Selbst das Vorgeplänkel zum 40. Ryder-Cup zog die Golfwelt längst in seinen Bann. Ab heute wird nun in Schottland zwischen Titelverteidiger Europa und den USA richtig gespielt.

Von Petra Himmel, Gleneagles
Zuschauermassen schon im Training – hier um Rory McIlroy. Foto: Reuters
Zuschauermassen schon im Training – hier um Rory McIlroy. Foto: Reuters

Der Wind weht stramm im schottischen Norden. Es ist kalt, nicht sonderlich gemütlich auf diesem Golfplatz, der in der Grafschaft Perthshire, in den Ausläufern der Highlands liegt. Es wird ernst bei diesem 40. Ryder-Cup für Europa mit der Titelverteidigung.

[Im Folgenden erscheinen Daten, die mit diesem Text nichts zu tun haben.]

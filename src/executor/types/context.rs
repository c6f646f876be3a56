//! Mutable script context
//!
//! One `ScriptContext` lives for a whole template render. It holds the
//! variable table, the output accumulator, the sticky return flag, user
//! functions and the per-iteration call cache. Parallel phases run on forks
//! of it and merge their changes back with [`ContextDelta`].

use std::collections::{BTreeMap, HashMap};
use std::fmt;
use std::sync::Arc;

use super::values::Val;
use crate::executor::errors::ScriptError;
use crate::executor::interp::Interpreter;

/* ===================== User Functions ===================== */

/// Callback that executes a function body against the caller's interpreter
pub type FunctionBody =
    Arc<dyn Fn(&mut Interpreter<'_>, Vec<Val>) -> Result<Val, ScriptError> + Send + Sync>;

/// A function declared with `function name(...) { ... }`
#[derive(Clone)]
pub struct UserFunction {
    pub name: String,
    pub params: Vec<String>,
    pub body: FunctionBody,
}

impl fmt::Debug for UserFunction {
    fn fmt(&self, f: &mut fmt::Formatter<'_>) -> fmt::Result {
        f.debug_struct("UserFunction")
            .field("name", &self.name)
            .field("params", &self.params)
            .finish_non_exhaustive()
    }
}

/* ===================== Script Context ===================== */

/// Prior values of scoped bindings, restored by [`ScriptContext::restore_bindings`]
#[derive(Debug, Default)]
pub struct SavedBindings(Vec<(String, Option<Val>)>);

#[derive(Debug, Clone)]
pub struct ScriptContext {
    variables: HashMap<String, Val>,
    /// Pending string builders; a name here shadows its entry in `variables`
    builders: HashMap<String, String>,
    accumulator: String,
    return_requested: bool,
    return_value: Option<Val>,
    functions: HashMap<String, UserFunction>,
    iteration_cache: HashMap<String, Val>,
}

impl ScriptContext {
    pub fn new(accumulator: impl Into<String>) -> Self {
        let accumulator = accumulator.into();
        let mut variables = HashMap::new();
        variables.insert(accumulator.clone(), Val::Str(String::new()));
        Self {
            variables,
            builders: HashMap::new(),
            accumulator,
            return_requested: false,
            return_value: None,
            functions: HashMap::new(),
            iteration_cache: HashMap::new(),
        }
    }

    pub fn with_variables(mut self, vars: impl IntoIterator<Item = (String, Val)>) -> Self {
        self.variables.extend(vars);
        self
    }

    pub fn accumulator_name(&self) -> &str {
        &self.accumulator
    }

    /* ----- variables ----- */

    pub fn get(&self, name: &str) -> Option<Val> {
        if let Some(pending) = self.builders.get(name) {
            return Some(Val::Str(pending.clone()));
        }
        self.variables.get(name).cloned()
    }

    pub fn contains(&self, name: &str) -> bool {
        self.builders.contains_key(name) || self.variables.contains_key(name)
    }

    pub fn set(&mut self, name: impl Into<String>, value: Val) {
        let name = name.into();
        self.builders.remove(&name);
        self.variables.insert(name, value);
    }

    pub fn remove(&mut self, name: &str) -> Option<Val> {
        let pending = self.builders.remove(name).map(Val::Str);
        let stored = self.variables.remove(name);
        pending.or(stored)
    }

    /// Finalized view of every variable, sorted by name
    pub fn variables(&self) -> BTreeMap<String, Val> {
        let mut all: BTreeMap<String, Val> = self
            .variables
            .iter()
            .map(|(k, v)| (k.clone(), v.clone()))
            .collect();
        for (k, v) in &self.builders {
            all.insert(k.clone(), Val::Str(v.clone()));
        }
        all
    }

    /* ----- string builders ----- */

    /// Append to a string variable without reallocating it on every `+=`.
    ///
    /// Returns false (and does nothing) when the variable does not currently
    /// hold a string.
    pub fn append_string(&mut self, name: &str, suffix: &str) -> bool {
        if let Some(pending) = self.builders.get_mut(name) {
            pending.push_str(suffix);
            return true;
        }
        match self.variables.remove(name) {
            Some(Val::Str(mut s)) => {
                s.push_str(suffix);
                self.builders.insert(name.to_string(), s);
                true
            }
            Some(other) => {
                self.variables.insert(name.to_string(), other);
                false
            }
            None => false,
        }
    }

    /// Move every pending builder back into the variable table.
    pub fn finalize_builders(&mut self) {
        for (name, s) in self.builders.drain() {
            self.variables.insert(name, Val::Str(s));
        }
    }

    pub fn has_pending_builders(&self) -> bool {
        !self.builders.is_empty()
    }

    /* ----- accumulator ----- */

    pub fn reset_accumulator(&mut self) {
        let name = self.accumulator.clone();
        self.set(name, Val::Str(String::new()));
    }

    /// The accumulator's text after finalizing pending builders
    pub fn accumulated_output(&mut self) -> String {
        self.finalize_builders();
        match self.variables.get(&self.accumulator) {
            Some(Val::Str(s)) => s.clone(),
            Some(v) if !v.is_nullish() => v.to_display_string(),
            _ => String::new(),
        }
    }

    /* ----- scoped bindings ----- */

    /// Remember the current values of `names` so they can be restored later.
    pub fn save_bindings<S: AsRef<str>>(&mut self, names: &[S]) -> SavedBindings {
        SavedBindings(
            names
                .iter()
                .map(|n| (n.as_ref().to_string(), self.get(n.as_ref())))
                .collect(),
        )
    }

    /// Put saved bindings back: prior values are reinstated, names that were
    /// unbound before are removed.
    pub fn restore_bindings(&mut self, saved: SavedBindings) {
        for (name, prior) in saved.0.into_iter().rev() {
            match prior {
                Some(v) => self.set(name, v),
                None => {
                    self.remove(&name);
                }
            }
        }
    }

    /* ----- return ----- */

    pub fn request_return(&mut self, value: Option<Val>) {
        self.return_requested = true;
        self.return_value = value;
    }

    pub fn return_requested(&self) -> bool {
        self.return_requested
    }

    pub fn return_value(&self) -> Option<&Val> {
        self.return_value.as_ref()
    }

    /* ----- functions ----- */

    pub fn define_function(&mut self, function: UserFunction) {
        self.functions.insert(function.name.clone(), function);
    }

    pub fn function(&self, name: &str) -> Option<UserFunction> {
        self.functions.get(name).cloned()
    }

    pub fn has_function(&self, name: &str) -> bool {
        self.functions.contains_key(name)
    }

    /* ----- per-iteration cache ----- */

    pub fn cached_call(&self, key: &str) -> Option<Val> {
        self.iteration_cache.get(key).cloned()
    }

    pub fn cache_call(&mut self, key: String, value: Val) {
        self.iteration_cache.insert(key, value);
    }

    pub fn clear_iteration_cache(&mut self) {
        self.iteration_cache.clear();
    }

    /* ----- fork / merge ----- */

    /// Copy of this context for a block running in a parallel phase
    pub fn fork(&self) -> ScriptContext {
        let mut fork = self.clone();
        fork.finalize_builders();
        fork.iteration_cache.clear();
        fork
    }

    /// Changes this fork made relative to `base`. The accumulator is
    /// per-block output and never part of a delta.
    pub fn delta_from(&self, base: &ScriptContext) -> ContextDelta {
        let current = self.variables();
        let before = base.variables();

        let set = current
            .iter()
            .filter(|(k, _)| **k != self.accumulator)
            .filter(|(k, v)| before.get(*k) != Some(*v))
            .map(|(k, v)| (k.clone(), v.clone()))
            .collect();
        let removed = before
            .keys()
            .filter(|k| **k != self.accumulator && !current.contains_key(*k))
            .cloned()
            .collect();
        let functions = self
            .functions
            .values()
            .filter(|f| {
                base.functions
                    .get(&f.name)
                    .map_or(true, |g| !Arc::ptr_eq(&f.body, &g.body))
            })
            .cloned()
            .collect();
        let return_value = (self.return_requested && !base.return_requested)
            .then(|| self.return_value.clone());

        ContextDelta {
            set,
            removed,
            functions,
            return_value,
        }
    }

    /// Apply a fork's changes.
    pub fn apply(&mut self, delta: ContextDelta) {
        for (name, value) in delta.set {
            self.set(name, value);
        }
        for name in delta.removed {
            self.remove(&name);
        }
        for function in delta.functions {
            self.define_function(function);
        }
        if let Some(value) = delta.return_value {
            self.request_return(value);
        }
    }
}

/// Changes made by a forked context
#[derive(Debug, Default)]
pub struct ContextDelta {
    pub set: Vec<(String, Val)>,
    pub removed: Vec<String>,
    pub functions: Vec<UserFunction>,
    /// `Some` when the fork requested a return
    pub return_value: Option<Option<Val>>,
}

impl ContextDelta {
    pub fn is_empty(&self) -> bool {
        self.set.is_empty()
            && self.removed.is_empty()
            && self.functions.is_empty()
            && self.return_value.is_none()
    }
}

«Ich bin schon seit Wochen bereit, ich bin froh, dass es endlich losgeht», ­sagte Ian Poulter vor seiner letzten Trainingsrunde auf dem Centenary Course. Der Brite ist kein Spieler, der bei einem Ryder-Cup noch zusätzliche ­Anreize benötigt. Aber es gehört zu den Eigenheiten dieses Kontinentalwettkampfs zwischen Europa und den USA, dass Zuschauern wie Teilnehmern emotionales Tamtam aus jeder Ecke entgegenschlägt. Während Poulter also zu Beginn der letzten Proberunde seinen Abschlag vor ­einer Tribüne mit knapp 2000 Menschen die erste Bahn hinunterspielt, dröhnt aus dem Hintergrund der ­Trommelwirbel ­einer schottischen Band, und auf einer Videoleinwand links des ersten Lochs flimmern Bilder ehe­maliger Ryder-Cups.